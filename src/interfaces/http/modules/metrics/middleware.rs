//! Per-request HTTP metrics

use std::time::Instant;

use axum::{body::Body, extract::MatchedPath, http::Request, middleware::Next, response::Response};

/// Records `http_requests_total{method,path,status}` and
/// `http_request_duration_seconds{method,path}`.
///
/// `path` is the matched route template, so `/regions/MG/classifications`
/// and `/regions/SP/classifications` share one series.
pub async fn http_metrics_middleware(request: Request<Body>, next: Next) -> Response {
    let method = request.method().to_string();
    let path = request
        .extensions()
        .get::<MatchedPath>()
        .map(|mp| mp.as_str().to_string())
        .unwrap_or_else(|| "unmatched".to_string());

    let start = Instant::now();
    let response = next.run(request).await;
    let elapsed = start.elapsed().as_secs_f64();

    let status = response.status().as_u16().to_string();
    metrics::counter!(
        "http_requests_total",
        "method" => method.clone(),
        "path" => path.clone(),
        "status" => status
    )
    .increment(1);
    metrics::histogram!("http_request_duration_seconds", "method" => method, "path" => path)
        .record(elapsed);

    response
}
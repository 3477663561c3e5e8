//! Application configuration
//!
//! Loaded from a TOML file (default: `~/.config/freight-pricing/config.toml`).
//! Every section and field is optional; missing values take the defaults
//! below.
//!
//! ```toml
//! [server]
//! host = "0.0.0.0"
//! port = 8080
//!
//! [database]
//! url = "sqlite://./freight.db?mode=rwc"
//!
//! [logging]
//! level = "info"
//! format = "json"
//!
//! [pricing]
//! gross_up_divisor = 0.88
//! ad_valorem_scale = 10000
//! rounding = "half_up"
//! ```

use std::path::{Path, PathBuf};

use rust_decimal::Decimal;
use serde::Deserialize;

use crate::domain::{DomainResult, GrossUpPolicy, PricingPolicy, RoundingMode};
use crate::infrastructure::DatabaseConfig;
use crate::support::errors::InfraError;

/// Environment variable overriding the config file location.
pub const CONFIG_ENV_VAR: &str = "FREIGHT_CONFIG";

/// Default config location: `<config dir>/freight-pricing/config.toml`.
pub fn default_config_path() -> PathBuf {
    dirs_next::config_dir()
        .map(|dir| dir.join("freight-pricing").join("config.toml"))
        .unwrap_or_else(|| PathBuf::from("config.toml"))
}

/// Config path from `FREIGHT_CONFIG`, else the default location.
pub fn config_path_from_env() -> PathBuf {
    std::env::var(CONFIG_ENV_VAR)
        .map(PathBuf::from)
        .unwrap_or_else(|_| default_config_path())
}

#[derive(Debug, Clone, Default, Deserialize)]
#[serde(default)]
pub struct AppConfig {
    pub server: ServerSection,
    pub database: DatabaseSection,
    pub logging: LoggingSection,
    pub pricing: PricingSection,
}

#[derive(Debug, Clone, Deserialize)]
#[serde(default)]
pub struct ServerSection {
    pub host: String,
    pub port: u16,
    /// Seconds to wait for in-flight requests on shutdown
    pub shutdown_timeout: u64,
}

impl Default for ServerSection {
    fn default() -> Self {
        Self {
            host: "0.0.0.0".to_string(),
            port: 8080,
            shutdown_timeout: 30,
        }
    }
}

impl ServerSection {
    pub fn address(&self) -> String {
        format!("{}:{}", self.host, self.port)
    }
}

#[derive(Debug, Clone, Deserialize)]
#[serde(default)]
pub struct DatabaseSection {
    /// Full connection URL; takes precedence over `path`
    pub url: Option<String>,
    /// SQLite file path
    pub path: String,
    pub max_connections: u32,
}

impl Default for DatabaseSection {
    fn default() -> Self {
        Self {
            url: None,
            path: "./freight.db".to_string(),
            max_connections: 10,
        }
    }
}

impl DatabaseSection {
    pub fn connection_url(&self) -> String {
        self.url
            .clone()
            .unwrap_or_else(|| format!("sqlite://{}?mode=rwc", self.path))
    }

    pub fn to_database_config(&self) -> DatabaseConfig {
        DatabaseConfig {
            url: self.connection_url(),
            max_connections: self.max_connections,
        }
    }
}

#[derive(Debug, Clone, Deserialize)]
#[serde(default)]
pub struct LoggingSection {
    /// trace, debug, info, warn, error (or a full EnvFilter directive)
    pub level: String,
    /// "text" or "json"
    pub format: String,
}

impl Default for LoggingSection {
    fn default() -> Self {
        Self {
            level: "info".to_string(),
            format: "text".to_string(),
        }
    }
}

#[derive(Debug, Clone, Deserialize)]
#[serde(default)]
pub struct PricingSection {
    /// Tax gross-up divisor; absent means no gross-up
    pub gross_up_divisor: Option<Decimal>,
    /// Denominator of the stored ad valorem rate
    pub ad_valorem_scale: u32,
    pub rounding: RoundingMode,
}

impl Default for PricingSection {
    fn default() -> Self {
        let policy = PricingPolicy::default();
        Self {
            gross_up_divisor: None,
            ad_valorem_scale: policy.ad_valorem_scale,
            rounding: policy.rounding,
        }
    }
}

impl PricingSection {
    pub fn to_policy(&self) -> DomainResult<PricingPolicy> {
        let gross_up = match self.gross_up_divisor {
            Some(divisor) => GrossUpPolicy::divisor(divisor)?,
            None => GrossUpPolicy::None,
        };
        PricingPolicy::new(gross_up, self.ad_valorem_scale, self.rounding)
    }
}

impl AppConfig {
    /// Load configuration from a TOML file. A missing file yields defaults.
    pub fn load(path: &Path) -> Result<Self, InfraError> {
        if !path.exists() {
            return Ok(Self::default());
        }
        let text = std::fs::read_to_string(path)?;
        Self::from_toml(&text)
    }

    pub fn from_toml(text: &str) -> Result<Self, InfraError> {
        let config: Self = toml::from_str(text)?;
        config.validate()?;
        Ok(config)
    }

    /// Reject settings that would only fail later at request time.
    pub fn validate(&self) -> Result<(), InfraError> {
        self.pricing
            .to_policy()
            .map_err(|e| InfraError::Config(format!("[pricing] {}", e)))?;
        if !matches!(self.logging.format.to_lowercase().as_str(), "text" | "json") {
            return Err(InfraError::Config(format!(
                "[logging] unknown format '{}'",
                self.logging.format
            )));
        }
        Ok(())
    }
}
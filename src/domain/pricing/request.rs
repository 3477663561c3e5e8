//! Pricing request value

use rust_decimal::Decimal;
use serde::{Deserialize, Serialize};

use crate::domain::tariff::RouteKey;
use crate::domain::{DomainError, DomainResult};

/// A single quote request. Transient, never persisted.
#[derive(Debug, Clone, PartialEq, Eq, Serialize, Deserialize)]
pub struct PricingRequest {
    pub route: RouteKey,
    /// Shipment weight in kg, strictly positive
    pub weight_kg: Decimal,
    /// Declared merchandise value in major currency units
    pub merchandise_value: Decimal,
    #[serde(default)]
    pub hazardous: bool,
    #[serde(default)]
    pub difficult_delivery: bool,
}

impl PricingRequest {
    pub fn new(route: RouteKey, weight_kg: Decimal, merchandise_value: Decimal) -> Self {
        Self {
            route,
            weight_kg,
            merchandise_value,
            hazardous: false,
            difficult_delivery: false,
        }
    }

    pub fn with_hazardous(mut self, hazardous: bool) -> Self {
        self.hazardous = hazardous;
        self
    }

    pub fn with_difficult_delivery(mut self, difficult_delivery: bool) -> Self {
        self.difficult_delivery = difficult_delivery;
        self
    }

    /// Boundary validation for callers that do not go through the HTTP DTO.
    pub fn validate(&self) -> DomainResult<()> {
        self.route.validate()?;
        if self.weight_kg <= Decimal::ZERO {
            return Err(DomainError::Validation(
                "weight must be greater than zero".to_string(),
            ));
        }
        if self.merchandise_value < Decimal::ZERO {
            return Err(DomainError::Validation(
                "merchandise value must not be negative".to_string(),
            ));
        }
        Ok(())
    }
}
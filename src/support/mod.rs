pub mod errors;
pub mod shutdown;
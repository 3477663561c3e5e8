//! Infrastructure layer - external concerns

pub mod database;
pub mod storage;

pub use database::{init_database, DatabaseConfig, SeaOrmTariffRepository};
pub use storage::InMemoryTariffRepository;
//! JSON extractor that runs `validator::Validate` after deserializing.
//!
//! Malformed bodies are rejected with 400; bodies that parse but fail
//! validation are rejected with 422 and a `field: message` list.

use axum::extract::rejection::JsonRejection;
use axum::extract::FromRequest;
use axum::http::StatusCode;
use axum::response::{IntoResponse, Response};
use axum::Json;
use serde::de::DeserializeOwned;
use validator::{Validate, ValidationErrors};

use super::ApiResponse;

/// Like `axum::Json<T>`, but the inner value has passed `validate()`.
pub struct ValidatedJson<T>(pub T);

pub enum ValidatedJsonRejection {
    Json(JsonRejection),
    Validation(ValidationErrors),
}

/// Flatten field errors into `field: message` pairs, sorted by field name.
fn describe(errors: &ValidationErrors) -> String {
    let mut fields: Vec<_> = errors.field_errors().into_iter().collect();
    fields.sort_by(|a, b| a.0.cmp(&b.0));

    let parts: Vec<String> = fields
        .into_iter()
        .flat_map(|(field, errs)| {
            errs.iter().map(move |e| {
                let msg = e
                    .message
                    .as_ref()
                    .map(|m| m.to_string())
                    .unwrap_or_else(|| e.code.to_string());
                format!("{}: {}", field, msg)
            })
        })
        .collect();

    if parts.is_empty() {
        "Validation failed".to_string()
    } else {
        parts.join("; ")
    }
}

impl IntoResponse for ValidatedJsonRejection {
    fn into_response(self) -> Response {
        match self {
            Self::Json(rejection) => {
                let body = ApiResponse::<()>::error(format!("Invalid JSON: {}", rejection.body_text()));
                (StatusCode::BAD_REQUEST, Json(body)).into_response()
            }
            Self::Validation(errors) => {
                let body = ApiResponse::<()>::error(describe(&errors));
                (StatusCode::UNPROCESSABLE_ENTITY, Json(body)).into_response()
            }
        }
    }
}

impl<S, T> FromRequest<S> for ValidatedJson<T>
where
    T: DeserializeOwned + Validate,
    S: Send + Sync,
{
    type Rejection = ValidatedJsonRejection;

    async fn from_request(req: axum::extract::Request, state: &S) -> Result<Self, Self::Rejection> {
        let Json(value) = Json::<T>::from_request(req, state)
            .await
            .map_err(ValidatedJsonRejection::Json)?;

        value.validate().map_err(ValidatedJsonRejection::Validation)?;
        Ok(ValidatedJson(value))
    }
}

#[cfg(test)]
mod tests {
    use super::*;
    use axum::body::Body;
    use axum::http::Request;
    use axum::routing::post;
    use axum::Router;
    use serde::Deserialize;
    use tower::ServiceExt;

    #[derive(Debug, Deserialize, Validate)]
    struct Probe {
        #[validate(length(equal = 2, message = "must be 2 letters"))]
        region: String,
        #[validate(range(min = 1, max = 100))]
        count: u32,
    }

    async fn handler(ValidatedJson(probe): ValidatedJson<Probe>) -> String {
        probe.region
    }

    async fn post_json(body: &str) -> (StatusCode, String) {
        let app = Router::new().route("/probe", post(handler));
        let req = Request::builder()
            .method("POST")
            .uri("/probe")
            .header("content-type", "application/json")
            .body(Body::from(body.to_string()))
            .unwrap();
        let resp = app.oneshot(req).await.unwrap();
        let status = resp.status();
        let bytes = axum::body::to_bytes(resp.into_body(), usize::MAX).await.unwrap();
        (status, String::from_utf8(bytes.to_vec()).unwrap())
    }

    #[tokio::test]
    async fn valid_body_passes_through() {
        let (status, body) = post_json(r#"{"region":"MG","count":3}"#).await;
        assert_eq!(status, StatusCode::OK);
        assert_eq!(body, "MG");
    }

    #[tokio::test]
    async fn malformed_json_is_400() {
        let (status, body) = post_json("{not json").await;
        assert_eq!(status, StatusCode::BAD_REQUEST);
        assert!(body.contains("Invalid JSON"));
    }

    #[tokio::test]
    async fn failed_validation_is_422_with_field_messages() {
        let (status, body) = post_json(r#"{"region":"MGX","count":0}"#).await;
        assert_eq!(status, StatusCode::UNPROCESSABLE_ENTITY);
        assert!(body.contains("region: must be 2 letters"));
        assert!(body.contains("count: range"));
    }
}
pub mod entities;
pub mod migrator;
pub mod repositories;

pub use repositories::SeaOrmTariffRepository;

use sea_orm::{ConnectOptions, Database, DatabaseConnection};
use tracing::info;

/// Database configuration
#[derive(Debug, Clone)]
pub struct DatabaseConfig {
    /// Database URL (e.g., "sqlite://./freight.db?mode=rwc")
    pub url: String,
    /// Upper bound of pooled connections
    pub max_connections: u32,
}

impl Default for DatabaseConfig {
    fn default() -> Self {
        Self {
            url: "sqlite://./freight.db?mode=rwc".to_string(),
            max_connections: 10,
        }
    }
}

impl DatabaseConfig {
    /// Shared in-memory SQLite database (single connection)
    pub fn in_memory() -> Self {
        Self {
            url: "sqlite::memory:".to_string(),
            max_connections: 1,
        }
    }
}

/// Initialize database connection
pub async fn init_database(config: &DatabaseConfig) -> Result<DatabaseConnection, sea_orm::DbErr> {
    info!("Connecting to database: {}", config.url);
    let mut options = ConnectOptions::new(config.url.clone());
    options
        .max_connections(config.max_connections)
        .sqlx_logging(false);
    let db = Database::connect(options).await?;
    info!("Database connected successfully");
    Ok(db)
}
//! Interface adapters (HTTP)

pub mod http;

pub use http::create_api_router;
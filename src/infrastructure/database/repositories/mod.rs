//! Database repository implementations

pub mod tariff_repository;

pub use tariff_repository::SeaOrmTariffRepository;
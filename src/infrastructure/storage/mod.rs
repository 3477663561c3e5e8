//! In-process storage implementations

mod memory;

pub use memory::InMemoryTariffRepository;
//! Tariff repository interface

use async_trait::async_trait;

use super::model::{RouteKey, TariffRow};
use crate::domain::DomainResult;

/// Read access to the tariff table.
///
/// The route key is unique, so a lookup yields at most one row. Listing
/// methods return sorted, de-duplicated values.
#[async_trait]
pub trait TariffRepository: Send + Sync {
    async fn find_by_route(&self, route: &RouteKey) -> DomainResult<Option<TariffRow>>;

    /// Region codes appearing as origin or destination of any row.
    async fn list_regions(&self) -> DomainResult<Vec<String>>;

    /// Classification labels used with `region` on either end of a route.
    /// Unknown regions yield an empty list.
    async fn list_classifications(&self, region: &str) -> DomainResult<Vec<String>>;
}
//! Prometheus endpoint and HTTP metrics middleware

pub mod handlers;
pub mod middleware;

pub use handlers::{prometheus_metrics, MetricsState};
pub use middleware::http_metrics_middleware;
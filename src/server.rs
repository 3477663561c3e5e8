//! Freight pricing server runtime.
//!
//! [`ServerHandle`] owns the server lifecycle: metrics recorder, database
//! connection and migrations, pricing engine, REST API and graceful
//! shutdown.

use std::sync::{Arc, OnceLock};

use metrics_exporter_prometheus::{PrometheusBuilder, PrometheusHandle};
use sea_orm::DatabaseConnection;
use sea_orm_migration::MigratorTrait;
use tracing::{error, info, warn};

use crate::application::PricingEngine;
use crate::config::AppConfig;
use crate::domain::TariffRepository;
use crate::infrastructure::database::migrator::Migrator;
use crate::infrastructure::{init_database, SeaOrmTariffRepository};
use crate::interfaces::create_api_router;
use crate::support::errors::{AppError, InfraError};
use crate::support::shutdown::{ShutdownCoordinator, ShutdownSignal};

/// Options for starting the server.
pub struct ServerOptions {
    pub config: AppConfig,
    /// Run database migrations on startup (default: true).
    pub auto_migrate: bool,
}

impl Default for ServerOptions {
    fn default() -> Self {
        Self {
            config: AppConfig::default(),
            auto_migrate: true,
        }
    }
}

/// Global Prometheus recorder. Installed at most once per process so a
/// stop/start cycle reuses it.
fn prometheus_handle() -> Option<PrometheusHandle> {
    static PROM_HANDLE: OnceLock<Option<PrometheusHandle>> = OnceLock::new();
    PROM_HANDLE
        .get_or_init(|| match PrometheusBuilder::new().install_recorder() {
            Ok(handle) => {
                info!("Prometheus metrics recorder installed");
                Some(handle)
            }
            Err(e) => {
                warn!("Prometheus recorder unavailable, /metrics disabled: {}", e);
                None
            }
        })
        .clone()
}

/// Build a [`PricingEngine`] over the configured tariff database.
///
/// Pricing settings are checked before the database is opened. Also used
/// by the CLI for one-shot quotes.
pub async fn connect_engine(
    config: &AppConfig,
    auto_migrate: bool,
) -> Result<(PricingEngine, DatabaseConnection), AppError> {
    let policy = config.pricing.to_policy()?;
    info!(
        gross_up = ?policy.gross_up,
        ad_valorem_scale = policy.ad_valorem_scale,
        rounding = %policy.rounding,
        "Pricing policy loaded"
    );

    let db = init_database(&config.database.to_database_config())
        .await
        .map_err(InfraError::from)?;

    if auto_migrate {
        info!("Running database migrations...");
        Migrator::up(&db, None).await.map_err(InfraError::from)?;
        info!("Migrations completed");
    }

    let tariffs: Arc<dyn TariffRepository> = Arc::new(SeaOrmTariffRepository::new(db.clone()));
    Ok((PricingEngine::new(tariffs, policy), db))
}

/// Handle to a running freight pricing server.
///
/// ```rust,no_run
/// use freight_pricing::server::{ServerHandle, ServerOptions};
///
/// #[tokio::main]
/// async fn main() -> Result<(), Box<dyn std::error::Error>> {
///     let handle = ServerHandle::start(ServerOptions::default()).await?;
///     handle.install_signal_handler();
///     handle.shutdown_signal().wait().await;
///     handle.wait().await;
///     Ok(())
/// }
/// ```
pub struct ServerHandle {
    pub engine: Arc<PricingEngine>,
    pub config: AppConfig,
    /// Address the REST API is bound to
    pub local_addr: std::net::SocketAddr,

    db: DatabaseConnection,
    shutdown: ShutdownCoordinator,
    api_task: tokio::task::JoinHandle<()>,
}

impl ServerHandle {
    /// Connect, migrate, build the pricing engine and start serving.
    pub async fn start(opts: ServerOptions) -> Result<Self, AppError> {
        let app_cfg = opts.config;
        info!("Starting freight pricing service...");

        let prometheus = prometheus_handle();

        let (engine, db) = connect_engine(&app_cfg, opts.auto_migrate).await?;
        let engine = Arc::new(engine);

        let shutdown = ShutdownCoordinator::new(app_cfg.server.shutdown_timeout);
        let api_shutdown = shutdown.signal();

        let router = create_api_router(engine.clone(), Some(db.clone()), prometheus);

        let addr = app_cfg.server.address();
        let listener = tokio::net::TcpListener::bind(&addr)
            .await
            .map_err(InfraError::from)?;
        let local_addr = listener.local_addr().map_err(InfraError::from)?;
        info!("REST API listening on http://{}", local_addr);
        info!("Swagger UI available at http://{}/docs/", local_addr);

        let server = axum::serve(listener, router).with_graceful_shutdown(async move {
            api_shutdown.wait().await;
            info!("REST API received shutdown signal");
        });

        let api_task = tokio::spawn(async move {
            if let Err(e) = server.await {
                error!("REST API server error: {}", e);
            }
        });

        Ok(Self {
            engine,
            config: app_cfg,
            local_addr,
            db,
            shutdown,
            api_task,
        })
    }

    pub fn shutdown_signal(&self) -> ShutdownSignal {
        self.shutdown.signal()
    }

    /// Trigger shutdown on SIGINT / SIGTERM.
    pub fn install_signal_handler(&self) {
        self.shutdown.start_signal_listener();
    }

    pub fn trigger_shutdown(&self) {
        self.shutdown.signal().trigger();
    }

    /// Wait for the API task to drain (bounded by the shutdown timeout),
    /// then close the database.
    pub async fn wait(self) {
        info!("Waiting for in-flight requests...");
        match tokio::time::timeout(self.shutdown.timeout(), self.api_task).await {
            Ok(Ok(())) => info!("REST API stopped"),
            Ok(Err(e)) => error!("REST API task panicked: {}", e),
            Err(_) => warn!(
                "REST API did not stop within {:?}, abandoning",
                self.shutdown.timeout()
            ),
        }

        if let Err(e) = self.db.close().await {
            warn!("Error closing database connection: {}", e);
        } else {
            info!("Database connection closed");
        }
        info!("Freight pricing service shutdown complete");
    }

    pub async fn shutdown(self) {
        info!("Shutting down freight pricing service...");
        self.trigger_shutdown();
        self.wait().await;
    }
}

/// Initialize tracing from the logging section.
///
/// `RUST_LOG` takes precedence over `logging.level`. Call once at startup.
pub fn init_tracing(config: &AppConfig) {
    use tracing_subscriber::layer::SubscriberExt;
    use tracing_subscriber::util::SubscriberInitExt;

    let env_filter = tracing_subscriber::EnvFilter::try_from_default_env()
        .unwrap_or_else(|_| tracing_subscriber::EnvFilter::new(&config.logging.level));

    match config.logging.format.to_lowercase().as_str() {
        "json" => {
            tracing_subscriber::registry()
                .with(env_filter)
                .with(tracing_subscriber::fmt::layer().json())
                .init();
        }
        _ => {
            tracing_subscriber::registry()
                .with(env_filter)
                .with(tracing_subscriber::fmt::layer())
                .init();
        }
    }
}
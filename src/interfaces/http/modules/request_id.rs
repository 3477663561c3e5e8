//! `X-Request-Id` correlation middleware
//!
//! Reuses an incoming `X-Request-Id` or generates a UUID v4, wraps request
//! handling in a `request` span carrying the id, and echoes it back.

use axum::{body::Body, http::Request, middleware::Next, response::Response};
use tracing::Instrument;
use uuid::Uuid;

pub const REQUEST_ID_HEADER: &str = "x-request-id";

/// Request id stored in request extensions.
#[derive(Clone, Debug)]
pub struct RequestId(pub String);

pub async fn request_id_middleware(mut request: Request<Body>, next: Next) -> Response {
    let request_id = request
        .headers()
        .get(REQUEST_ID_HEADER)
        .and_then(|v| v.to_str().ok())
        .filter(|v| !v.is_empty())
        .map(String::from)
        .unwrap_or_else(|| Uuid::new_v4().to_string());

    request
        .extensions_mut()
        .insert(RequestId(request_id.clone()));

    let span = tracing::info_span!(
        "request",
        request_id = %request_id,
        method = %request.method(),
        uri = %request.uri(),
    );

    let mut response = next.run(request).instrument(span).await;

    if let Ok(value) = request_id.parse() {
        response.headers_mut().insert(REQUEST_ID_HEADER, value);
    }
    response
}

ABOUT THIS TASK -
Within the listing above, extract exactly the lines from the line with "use axum::http::Request;" to the line with "#[validate(range(min = 1, max", the two named lines included, and no others.

TASK OUTPUT -
    use axum::http::Request;
    use axum::routing::post;
    use axum::Router;
    use serde::Deserialize;
    use tower::ServiceExt;

    #[derive(Debug, Deserialize, Validate)]
    struct Probe {
        #[validate(length(equal = 2, message = "must be 2 letters"))]
        region: String,
        #[validate(range(min = 1, max = 100))]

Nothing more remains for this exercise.